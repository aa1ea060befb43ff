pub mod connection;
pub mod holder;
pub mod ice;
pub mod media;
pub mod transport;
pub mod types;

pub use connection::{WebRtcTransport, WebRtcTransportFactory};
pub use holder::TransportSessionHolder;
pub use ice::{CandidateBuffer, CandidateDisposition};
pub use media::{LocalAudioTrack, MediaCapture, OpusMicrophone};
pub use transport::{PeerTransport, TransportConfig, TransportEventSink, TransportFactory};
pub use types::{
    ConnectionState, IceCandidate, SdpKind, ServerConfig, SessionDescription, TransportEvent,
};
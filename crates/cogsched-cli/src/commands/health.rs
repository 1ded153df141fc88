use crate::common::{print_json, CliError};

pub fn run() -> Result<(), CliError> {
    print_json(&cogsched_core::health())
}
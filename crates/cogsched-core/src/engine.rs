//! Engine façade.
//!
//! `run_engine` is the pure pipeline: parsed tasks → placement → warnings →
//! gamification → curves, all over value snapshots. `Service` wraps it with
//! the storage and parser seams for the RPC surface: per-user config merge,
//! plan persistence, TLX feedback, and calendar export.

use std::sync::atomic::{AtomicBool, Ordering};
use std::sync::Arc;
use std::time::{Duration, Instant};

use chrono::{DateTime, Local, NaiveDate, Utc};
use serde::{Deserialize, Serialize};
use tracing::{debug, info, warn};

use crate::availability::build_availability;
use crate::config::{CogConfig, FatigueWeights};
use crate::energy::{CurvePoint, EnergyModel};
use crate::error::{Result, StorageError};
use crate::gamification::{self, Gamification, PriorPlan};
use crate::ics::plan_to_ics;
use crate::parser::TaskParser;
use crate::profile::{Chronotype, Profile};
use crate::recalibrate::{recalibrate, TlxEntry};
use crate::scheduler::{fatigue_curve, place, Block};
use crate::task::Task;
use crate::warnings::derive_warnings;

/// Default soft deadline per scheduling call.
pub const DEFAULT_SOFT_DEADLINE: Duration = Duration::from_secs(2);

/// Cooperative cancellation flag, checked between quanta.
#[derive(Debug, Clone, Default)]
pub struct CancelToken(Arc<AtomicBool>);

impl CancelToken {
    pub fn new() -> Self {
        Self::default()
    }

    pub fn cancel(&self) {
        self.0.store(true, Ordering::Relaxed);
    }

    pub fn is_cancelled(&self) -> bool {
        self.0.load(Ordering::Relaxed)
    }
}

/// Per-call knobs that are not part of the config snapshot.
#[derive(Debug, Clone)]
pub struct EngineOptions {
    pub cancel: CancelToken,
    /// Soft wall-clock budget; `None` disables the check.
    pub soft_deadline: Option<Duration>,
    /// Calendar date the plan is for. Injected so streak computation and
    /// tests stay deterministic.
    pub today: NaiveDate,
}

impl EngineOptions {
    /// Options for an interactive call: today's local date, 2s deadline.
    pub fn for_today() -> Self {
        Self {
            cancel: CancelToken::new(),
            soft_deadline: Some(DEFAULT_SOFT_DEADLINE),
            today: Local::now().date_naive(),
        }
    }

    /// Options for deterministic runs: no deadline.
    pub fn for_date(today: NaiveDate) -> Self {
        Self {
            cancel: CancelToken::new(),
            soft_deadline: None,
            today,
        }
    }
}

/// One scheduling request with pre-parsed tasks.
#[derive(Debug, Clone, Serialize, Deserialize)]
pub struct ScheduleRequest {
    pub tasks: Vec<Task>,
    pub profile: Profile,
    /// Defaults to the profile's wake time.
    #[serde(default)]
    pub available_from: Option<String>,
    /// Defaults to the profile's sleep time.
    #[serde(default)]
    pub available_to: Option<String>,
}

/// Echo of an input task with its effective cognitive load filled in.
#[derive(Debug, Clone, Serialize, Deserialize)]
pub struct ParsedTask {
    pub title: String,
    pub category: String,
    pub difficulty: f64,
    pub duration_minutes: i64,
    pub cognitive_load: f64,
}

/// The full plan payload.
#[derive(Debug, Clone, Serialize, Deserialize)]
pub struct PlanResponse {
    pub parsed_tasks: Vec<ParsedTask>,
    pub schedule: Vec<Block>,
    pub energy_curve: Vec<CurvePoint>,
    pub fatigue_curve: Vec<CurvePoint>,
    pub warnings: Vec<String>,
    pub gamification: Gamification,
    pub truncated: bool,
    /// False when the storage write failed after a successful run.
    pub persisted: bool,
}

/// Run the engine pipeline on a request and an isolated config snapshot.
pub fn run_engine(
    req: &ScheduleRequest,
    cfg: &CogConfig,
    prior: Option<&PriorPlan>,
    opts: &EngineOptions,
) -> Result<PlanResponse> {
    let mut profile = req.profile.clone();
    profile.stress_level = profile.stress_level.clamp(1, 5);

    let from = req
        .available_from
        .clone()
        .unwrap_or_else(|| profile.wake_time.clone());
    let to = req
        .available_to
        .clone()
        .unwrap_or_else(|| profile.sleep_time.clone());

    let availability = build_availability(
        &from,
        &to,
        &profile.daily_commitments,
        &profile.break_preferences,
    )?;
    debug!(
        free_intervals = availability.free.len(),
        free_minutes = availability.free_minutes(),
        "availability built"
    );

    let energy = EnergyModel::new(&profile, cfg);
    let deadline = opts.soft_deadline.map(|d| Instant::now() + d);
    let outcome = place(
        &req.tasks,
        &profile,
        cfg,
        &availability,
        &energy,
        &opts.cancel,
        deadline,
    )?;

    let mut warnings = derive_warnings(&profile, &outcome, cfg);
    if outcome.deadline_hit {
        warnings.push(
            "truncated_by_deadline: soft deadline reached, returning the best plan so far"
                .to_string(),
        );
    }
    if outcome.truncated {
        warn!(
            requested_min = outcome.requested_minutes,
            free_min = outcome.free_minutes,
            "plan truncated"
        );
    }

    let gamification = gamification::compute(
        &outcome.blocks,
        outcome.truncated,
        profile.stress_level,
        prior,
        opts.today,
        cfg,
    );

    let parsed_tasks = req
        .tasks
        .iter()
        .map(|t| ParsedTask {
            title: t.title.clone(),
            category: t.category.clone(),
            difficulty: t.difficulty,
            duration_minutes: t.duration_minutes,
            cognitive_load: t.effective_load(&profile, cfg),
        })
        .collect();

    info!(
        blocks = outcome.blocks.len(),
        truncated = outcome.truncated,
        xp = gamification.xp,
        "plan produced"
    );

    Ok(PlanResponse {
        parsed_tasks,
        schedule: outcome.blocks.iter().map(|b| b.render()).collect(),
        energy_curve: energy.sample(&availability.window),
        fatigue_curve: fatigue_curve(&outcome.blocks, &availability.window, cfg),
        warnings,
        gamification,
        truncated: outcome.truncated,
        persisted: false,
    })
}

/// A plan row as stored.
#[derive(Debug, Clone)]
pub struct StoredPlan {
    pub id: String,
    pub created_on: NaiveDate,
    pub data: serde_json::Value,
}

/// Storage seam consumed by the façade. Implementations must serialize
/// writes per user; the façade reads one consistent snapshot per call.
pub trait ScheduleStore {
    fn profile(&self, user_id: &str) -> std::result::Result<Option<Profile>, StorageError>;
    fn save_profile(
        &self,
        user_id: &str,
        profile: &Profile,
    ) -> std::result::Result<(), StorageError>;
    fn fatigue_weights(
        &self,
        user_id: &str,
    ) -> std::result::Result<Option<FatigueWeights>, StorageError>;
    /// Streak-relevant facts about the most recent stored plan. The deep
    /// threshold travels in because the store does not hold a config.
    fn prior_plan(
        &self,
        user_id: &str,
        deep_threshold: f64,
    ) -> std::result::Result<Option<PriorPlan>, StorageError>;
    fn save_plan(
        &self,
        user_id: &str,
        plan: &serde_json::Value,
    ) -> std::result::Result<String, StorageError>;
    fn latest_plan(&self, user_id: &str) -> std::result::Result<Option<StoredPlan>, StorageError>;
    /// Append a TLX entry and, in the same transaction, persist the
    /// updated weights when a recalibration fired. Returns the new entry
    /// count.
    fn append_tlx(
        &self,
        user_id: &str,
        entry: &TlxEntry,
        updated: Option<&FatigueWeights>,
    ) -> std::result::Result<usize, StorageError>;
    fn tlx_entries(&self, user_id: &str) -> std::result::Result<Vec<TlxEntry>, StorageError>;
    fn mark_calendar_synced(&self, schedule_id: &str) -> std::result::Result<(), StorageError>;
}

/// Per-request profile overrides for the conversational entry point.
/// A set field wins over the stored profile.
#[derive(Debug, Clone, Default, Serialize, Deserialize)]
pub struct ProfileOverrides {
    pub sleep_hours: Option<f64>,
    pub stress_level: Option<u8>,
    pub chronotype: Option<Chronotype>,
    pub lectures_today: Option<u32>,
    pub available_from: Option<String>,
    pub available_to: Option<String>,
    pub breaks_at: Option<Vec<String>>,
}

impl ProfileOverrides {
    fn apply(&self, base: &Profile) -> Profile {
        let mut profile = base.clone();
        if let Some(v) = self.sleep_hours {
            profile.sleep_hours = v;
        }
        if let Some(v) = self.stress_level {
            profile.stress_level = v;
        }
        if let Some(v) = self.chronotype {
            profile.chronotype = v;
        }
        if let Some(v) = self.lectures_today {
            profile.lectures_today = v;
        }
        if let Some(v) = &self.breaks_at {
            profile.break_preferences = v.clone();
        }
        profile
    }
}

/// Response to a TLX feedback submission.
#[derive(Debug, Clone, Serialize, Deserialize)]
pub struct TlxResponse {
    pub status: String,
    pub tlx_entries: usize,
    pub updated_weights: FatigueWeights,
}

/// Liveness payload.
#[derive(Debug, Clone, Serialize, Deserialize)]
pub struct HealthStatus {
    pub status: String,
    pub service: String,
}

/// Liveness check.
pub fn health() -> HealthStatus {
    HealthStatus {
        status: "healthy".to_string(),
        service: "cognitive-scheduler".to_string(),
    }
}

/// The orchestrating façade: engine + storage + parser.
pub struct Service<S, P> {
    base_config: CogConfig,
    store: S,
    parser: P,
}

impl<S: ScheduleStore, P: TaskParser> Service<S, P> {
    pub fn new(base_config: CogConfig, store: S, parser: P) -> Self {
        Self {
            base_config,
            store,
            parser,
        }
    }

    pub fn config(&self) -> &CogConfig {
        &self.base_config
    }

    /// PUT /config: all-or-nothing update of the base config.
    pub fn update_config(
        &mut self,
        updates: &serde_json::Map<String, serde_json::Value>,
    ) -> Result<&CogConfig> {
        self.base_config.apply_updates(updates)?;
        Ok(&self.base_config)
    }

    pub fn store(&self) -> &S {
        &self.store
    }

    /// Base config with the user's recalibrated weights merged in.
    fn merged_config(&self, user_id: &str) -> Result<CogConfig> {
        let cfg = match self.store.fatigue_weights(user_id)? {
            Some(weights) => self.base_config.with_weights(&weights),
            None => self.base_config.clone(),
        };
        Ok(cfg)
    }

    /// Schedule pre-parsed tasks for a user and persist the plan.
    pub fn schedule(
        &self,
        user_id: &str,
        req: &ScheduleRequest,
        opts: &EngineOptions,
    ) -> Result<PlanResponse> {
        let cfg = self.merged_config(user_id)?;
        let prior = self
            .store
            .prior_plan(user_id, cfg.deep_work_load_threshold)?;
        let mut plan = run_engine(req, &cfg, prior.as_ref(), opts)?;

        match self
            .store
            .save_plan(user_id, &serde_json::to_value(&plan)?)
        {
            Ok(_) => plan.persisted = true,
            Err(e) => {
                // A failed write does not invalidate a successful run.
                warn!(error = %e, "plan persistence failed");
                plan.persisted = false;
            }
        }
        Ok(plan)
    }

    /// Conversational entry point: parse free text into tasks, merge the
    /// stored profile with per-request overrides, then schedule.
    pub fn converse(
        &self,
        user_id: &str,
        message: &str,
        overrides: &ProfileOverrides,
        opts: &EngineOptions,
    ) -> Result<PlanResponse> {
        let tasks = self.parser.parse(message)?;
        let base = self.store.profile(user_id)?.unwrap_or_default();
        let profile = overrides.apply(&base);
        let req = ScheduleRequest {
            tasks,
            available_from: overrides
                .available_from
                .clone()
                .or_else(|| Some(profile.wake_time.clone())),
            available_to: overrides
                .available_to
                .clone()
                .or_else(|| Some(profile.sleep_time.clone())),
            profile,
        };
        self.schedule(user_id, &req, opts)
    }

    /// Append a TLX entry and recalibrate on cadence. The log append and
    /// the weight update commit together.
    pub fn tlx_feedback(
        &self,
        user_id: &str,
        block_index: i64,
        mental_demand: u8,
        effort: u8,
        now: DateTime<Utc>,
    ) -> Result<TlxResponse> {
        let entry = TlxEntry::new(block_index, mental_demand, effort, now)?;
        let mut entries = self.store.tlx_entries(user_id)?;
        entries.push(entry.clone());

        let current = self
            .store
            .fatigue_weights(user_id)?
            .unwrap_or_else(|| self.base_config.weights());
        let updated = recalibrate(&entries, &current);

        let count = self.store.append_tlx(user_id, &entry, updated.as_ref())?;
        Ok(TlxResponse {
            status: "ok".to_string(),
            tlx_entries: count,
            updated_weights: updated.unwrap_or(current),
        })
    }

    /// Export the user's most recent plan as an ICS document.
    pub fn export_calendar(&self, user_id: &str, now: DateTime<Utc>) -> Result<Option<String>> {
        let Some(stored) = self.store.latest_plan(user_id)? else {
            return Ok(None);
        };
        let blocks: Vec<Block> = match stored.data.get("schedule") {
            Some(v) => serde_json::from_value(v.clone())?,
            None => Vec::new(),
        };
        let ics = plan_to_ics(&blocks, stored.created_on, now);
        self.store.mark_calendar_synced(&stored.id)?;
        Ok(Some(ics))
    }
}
━━━━━━━━
**What to produce**
A single number is required: the count of lines in the records that include the string "TaskParser".

**Response**
2